Human Engineered Software (HES, also known as HesWare) was an American home computer software and hardware developer/publisher during the 1980s, who concentrated on the Commodore 64 and the Atari 8-bit.


The company was located in Brisbane, California. It was acquired by Prabhat Jain in 1984 and funded by Microsoft's Bill Gates and Steve Ballmer, Dave Marquat of TVI and Prabhat Jain of Video-7/Paradise. Published titles included numerous games as well as educational and productivity programs. Among them were Project Space Station, Mr. TNT, Turtle Graphics by David Malmberg, several Jeff Minter games (Llamasoft), such as Attack of the Mutant Camels, Gridrunner, Hes Games, and HesMon, Graphics BASIC, 64Forth (a cartridge-based Forth implementation), and the HesModem and HesModem II. At one point, HES was the largest single-source supplier of software for the Commodore 64.

The company was started by Jay Balakrishnan and Cy Shuster in 1980, in Jay's apartment in Los Angeles. Typical of his creativity, Jay took down the door to his bedroom, put it across two file cabinets, and used that as a desk for his development (winding the cables around the doorknob!). With incredible amounts of research into the PET ROM, Jay wrote the first 8K 6502 Assembler, HESbal (HES Basic Assembler Language) in BASIC, and an accompanying text editor, HESedit. Having HESbal allowed numerous creative follow-on products, such as HEScom, software and a user port cable that allowed VIC20 programs to be saved to a PET hard disk (since the first VIC20 didn't have a hard disk). Cy soldered the HEScom cables in his garage and wrote HESlister, a print utility for BASIC programs, that he ported from a TRS-80 Model I to the PET, to the VIC, and later to the IBM PC. HESware published OMNIWRITER, a word processor for the Commodore 64.

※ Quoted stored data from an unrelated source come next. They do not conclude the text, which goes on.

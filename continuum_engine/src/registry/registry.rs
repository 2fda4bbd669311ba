/// Registry - sparse entity/component storage with destruction signals.
///
/// Entities are slotmap keys: stable and generation-checked, so a destroyed
/// entity's id never aliases a live one. Each component type lives in its
/// own sparse map. Observers registered with `on_destroy::<T>()` are called
/// synchronously, before the component is dropped, whenever a `T` leaves an
/// entity (explicit `remove`, or `destroy` of the entity).

use std::any::{Any, TypeId};
use std::sync::{Arc, Weak};
use rustc_hash::{FxBuildHasher, FxHashMap};
use slotmap::{new_key_type, SlotMap, SparseSecondaryMap};
use crate::error::{Error, Result};

new_key_type! {
    /// Opaque entity identifier
    pub struct Entity;
}

/// Marker for types that can be attached to entities
pub trait Component: Any + Send + Sync {}

impl<T: Any + Send + Sync> Component for T {}

/// Destruction observer
pub type DestroyCallback = Arc<dyn Fn(&Registry, Entity) + Send + Sync>;

/// Liveness token of an owned observer (see `Registry::on_destroy_owned`)
pub type ObserverOwner = Weak<dyn Any + Send + Sync>;

struct Observer {
    id: u64,
    callback: DestroyCallback,
    owner: Option<ObserverOwner>,
}

impl Observer {
    fn is_live(&self) -> bool {
        self.owner.as_ref().map_or(true, |owner| owner.strong_count() > 0)
    }
}

/// Handle returned by `on_destroy`, used to disconnect the observer
#[derive(Debug, Clone, Copy, PartialEq, Eq, Hash)]
pub struct Connection {
    id: u64,
    component: TypeId,
}

// ============================================================================
// Type-erased component storage
// ============================================================================

trait ComponentStorage: Send + Sync {
    fn contains(&self, entity: Entity) -> bool;
    fn remove_entity(&mut self, entity: Entity);
    fn len(&self) -> usize;
    fn as_any(&self) -> &dyn Any;
    fn as_any_mut(&mut self) -> &mut dyn Any;
}

struct Storage<T: Component> {
    components: SparseSecondaryMap<Entity, T, FxBuildHasher>,
}

impl<T: Component> ComponentStorage for Storage<T> {
    fn contains(&self, entity: Entity) -> bool {
        self.components.contains_key(entity)
    }

    fn remove_entity(&mut self, entity: Entity) {
        self.components.remove(entity);
    }

    fn len(&self) -> usize {
        self.components.len()
    }

    fn as_any(&self) -> &dyn Any {
        self
    }

    fn as_any_mut(&mut self) -> &mut dyn Any {
        self
    }
}

// ============================================================================
// Registry
// ============================================================================

#[derive(Default)]
pub struct Registry {
    entities: SlotMap<Entity, ()>,
    storages: FxHashMap<TypeId, Box<dyn ComponentStorage>>,
    destroy_signals: FxHashMap<TypeId, Vec<Observer>>,
    next_connection: u64,
}

impl Registry {
    pub fn new() -> Self {
        Self::default()
    }

    // ===== ENTITIES =====

    /// Create a new entity without components
    pub fn create(&mut self) -> Entity {
        self.entities.insert(())
    }

    /// Destroy an entity and all of its components
    ///
    /// Destruction observers fire once per component type the entity holds.
    /// Returns false if the entity was not alive.
    pub fn destroy(&mut self, entity: Entity) -> bool {
        if !self.entities.contains_key(entity) {
            return false;
        }

        let held: Vec<TypeId> = self
            .storages
            .iter()
            .filter(|(_, storage)| storage.contains(entity))
            .map(|(type_id, _)| *type_id)
            .collect();

        for type_id in held {
            self.notify_destroy(type_id, entity);
            if let Some(storage) = self.storages.get_mut(&type_id) {
                storage.remove_entity(entity);
            }
        }

        self.entities.remove(entity);
        true
    }

    pub fn is_alive(&self, entity: Entity) -> bool {
        self.entities.contains_key(entity)
    }

    /// Number of live entities
    pub fn len(&self) -> usize {
        self.entities.len()
    }

    pub fn is_empty(&self) -> bool {
        self.entities.is_empty()
    }

    /// Iterate over all live entities
    pub fn entities(&self) -> impl Iterator<Item = Entity> + '_ {
        self.entities.keys()
    }

    /// Destroy every entity, firing destruction observers
    pub fn clear(&mut self) {
        let entities: Vec<Entity> = self.entities.keys().collect();
        for entity in entities {
            self.destroy(entity);
        }
    }

    // ===== COMPONENTS =====

    /// Attach a component to an entity
    ///
    /// # Errors
    ///
    /// `InvalidResource` if the entity is not alive or already holds a `T`
    pub fn emplace<T: Component>(&mut self, entity: Entity, component: T) -> Result<()> {
        if !self.is_alive(entity) {
            return Err(Error::InvalidResource(format!("entity {:?} is not alive", entity)));
        }
        let storage = self.storage_mut::<T>();
        if storage.components.contains_key(entity) {
            return Err(Error::InvalidResource(format!(
                "entity {:?} already has a {}",
                entity,
                std::any::type_name::<T>()
            )));
        }
        storage.components.insert(entity, component);
        Ok(())
    }

    /// Replace an existing component in place
    ///
    /// No destruction signal is emitted: the component is updated, not removed.
    pub fn replace<T: Component>(&mut self, entity: Entity, component: T) -> Result<()> {
        match self.get_mut::<T>(entity) {
            Some(slot) => {
                *slot = component;
                Ok(())
            }
            None => Err(Error::InvalidResource(format!(
                "entity {:?} has no {}",
                entity,
                std::any::type_name::<T>()
            ))),
        }
    }

    /// Detach a component, firing destruction observers first
    pub fn remove<T: Component>(&mut self, entity: Entity) -> Option<T> {
        if !self.has::<T>(entity) {
            return None;
        }
        let type_id = TypeId::of::<T>();
        self.notify_destroy(type_id, entity);
        self.storage_mut::<T>().components.remove(entity)
    }

    pub fn has<T: Component>(&self, entity: Entity) -> bool {
        self.storage::<T>()
            .map_or(false, |s| s.components.contains_key(entity))
    }

    pub fn get<T: Component>(&self, entity: Entity) -> Option<&T> {
        self.storage::<T>()?.components.get(entity)
    }

    pub fn get_mut<T: Component>(&mut self, entity: Entity) -> Option<&mut T> {
        self.storages
            .get_mut(&TypeId::of::<T>())?
            .as_any_mut()
            .downcast_mut::<Storage<T>>()?
            .components
            .get_mut(entity)
    }

    /// Number of entities holding a `T`
    pub fn count<T: Component>(&self) -> usize {
        self.storage::<T>().map_or(0, |s| s.len())
    }

    // ===== VIEWS =====

    /// Iterate over every entity holding a `T` (unspecified order)
    pub fn view<T: Component>(&self) -> impl Iterator<Item = (Entity, &T)> + '_ {
        self.storage::<T>()
            .into_iter()
            .flat_map(|s| s.components.iter())
    }

    /// Iterate over every entity holding both an `A` and a `B`
    pub fn view2<A: Component, B: Component>(&self) -> impl Iterator<Item = (Entity, &A, &B)> + '_ {
        let others = self.storage::<B>();
        self.view::<A>().filter_map(move |(entity, a)| {
            others
                .and_then(|s| s.components.get(entity))
                .map(|b| (entity, a, b))
        })
    }

    // ===== SIGNALS =====

    /// Register an observer called whenever a `T` is removed from an entity
    ///
    /// The observer stays connected until `disconnect`.
    pub fn on_destroy<T: Component>(&mut self, callback: DestroyCallback) -> Connection {
        self.connect_observer::<T>(callback, None)
    }

    /// Like `on_destroy`, but the observer lives only as long as `owner`
    ///
    /// Once every strong reference to the owner is gone the observer is no
    /// longer called and is discarded at the next dispatch, so an owner
    /// dropped without calling `disconnect` leaves nothing behind.
    pub fn on_destroy_owned<T: Component>(
        &mut self,
        owner: ObserverOwner,
        callback: DestroyCallback,
    ) -> Connection {
        self.connect_observer::<T>(callback, Some(owner))
    }

    fn connect_observer<T: Component>(
        &mut self,
        callback: DestroyCallback,
        owner: Option<ObserverOwner>,
    ) -> Connection {
        self.next_connection += 1;
        let connection = Connection {
            id: self.next_connection,
            component: TypeId::of::<T>(),
        };
        self.destroy_signals
            .entry(connection.component)
            .or_default()
            .push(Observer {
                id: connection.id,
                callback,
                owner,
            });

        crate::engine_debug!(
            "continuum::Registry",
            "Destruction observer #{} connected for {}",
            connection.id,
            std::any::type_name::<T>()
        );
        connection
    }

    /// Remove an observer. Returns false if it was already disconnected.
    pub fn disconnect(&mut self, connection: Connection) -> bool {
        let Some(observers) = self.destroy_signals.get_mut(&connection.component) else {
            return false;
        };
        let before = observers.len();
        observers.retain(|observer| observer.id != connection.id);
        let removed = observers.len() != before;
        if removed {
            crate::engine_debug!(
                "continuum::Registry",
                "Destruction observer #{} disconnected",
                connection.id
            );
        }
        removed
    }

    /// Number of live observers connected for `T`
    pub fn observer_count<T: Component>(&self) -> usize {
        self.destroy_signals
            .get(&TypeId::of::<T>())
            .map_or(0, |observers| observers.iter().filter(|o| o.is_live()).count())
    }

    // ===== INTERNALS =====

    fn storage<T: Component>(&self) -> Option<&Storage<T>> {
        self.storages
            .get(&TypeId::of::<T>())?
            .as_any()
            .downcast_ref::<Storage<T>>()
    }

    fn storage_mut<T: Component>(&mut self) -> &mut Storage<T> {
        self.storages
            .entry(TypeId::of::<T>())
            .or_insert_with(|| {
                Box::new(Storage::<T> {
                    components: SparseSecondaryMap::default(),
                })
            })
            .as_any_mut()
            .downcast_mut::<Storage<T>>()
            .unwrap_or_else(|| unreachable!("storage registered under a foreign TypeId"))
    }

    fn notify_destroy(&mut self, type_id: TypeId, entity: Entity) {
        let Some(list) = self.destroy_signals.get_mut(&type_id) else {
            return;
        };
        let before = list.len();
        list.retain(Observer::is_live);
        if list.len() != before {
            crate::engine_debug!(
                "continuum::Registry",
                "Discarded {} observer(s) whose owner was dropped",
                before - list.len()
            );
        }

        // Snapshot so observers can't be invalidated mid-dispatch
        let observers: Vec<DestroyCallback> =
            list.iter().map(|observer| Arc::clone(&observer.callback)).collect();
        for callback in observers {
            callback(self, entity);
        }
    }
}

#[cfg(test)]
#[path = "registry_tests.rs"]
mod tests;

Game writers Lawrence Holland and Ron Gilbert, later to be famous for their work at LucasArts, started their careers at HES.

By early 1984 InfoWorld estimated that HES was tied with Broderbund as the world's tenth-largest microcomputer-software company and largest entertainment-software company, with $13 million in 1983 sales.[1] In October 1984, however, HES was acquired by Avant Guard Publishing Corp. and thus, already in deep financial troubles, avoided having to declare bankruptcy.


  1. ^ Caruso, Denise (1984-04-02). "Company Strategies Boomerang". InfoWorld. pp. 80–83. Retrieved 10 February 2015.